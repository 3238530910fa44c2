pub mod config;
pub mod error;
pub mod logging;
pub mod message;
pub mod payload;
pub mod server;
pub mod telegram;

pub use config::Config;
pub use error::Error;
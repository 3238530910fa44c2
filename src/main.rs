use std::sync::Arc;

use anyhow::Result;
use tracing::{info, warn};

use telegram_relay::config::Config;
use telegram_relay::logging;
use telegram_relay::server::{self, AppState};
use telegram_relay::telegram::BotClient;

#[tokio::main]
async fn main() -> Result<()> {
    let config = Config::from_env()?;
    logging::init(&config.logging)?;

    let missing = config.telegram.missing_vars();
    if !missing.is_empty() {
        // Requests will be answered with a configuration error until these
        // are provisioned; startup itself proceeds.
        warn!(vars = %missing.join(", "), "telegram credentials not configured");
    }

    let bot = BotClient::new(&config.telegram)?;
    let bind_addr = config.server.bind_addr;
    let state = AppState {
        config: Arc::new(config),
        bot: Arc::new(bot),
    };

    let listener = tokio::net::TcpListener::bind(bind_addr).await?;
    info!(addr = %bind_addr, "listening");
    axum::serve(listener, server::router(state)).await?;

    Ok(())
}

────────

→ Directions:
Repeat word for word the lines above that run from the line containing "filename src/main.rs" through the line containing "startup itself proceeds.", both ends included, and nothing else.

→ Result of the exercise:
filename src/main.rs
use std::sync::Arc;

use anyhow::Result;
use tracing::{info, warn};

use telegram_relay::config::Config;
use telegram_relay::logging;
use telegram_relay::server::{self, AppState};
use telegram_relay::telegram::BotClient;

#[tokio::main]
async fn main() -> Result<()> {
    let config = Config::from_env()?;
    logging::init(&config.logging)?;

    let missing = config.telegram.missing_vars();
    if !missing.is_empty() {
        // Requests will be answered with a configuration error until these
        // are provisioned; startup itself proceeds.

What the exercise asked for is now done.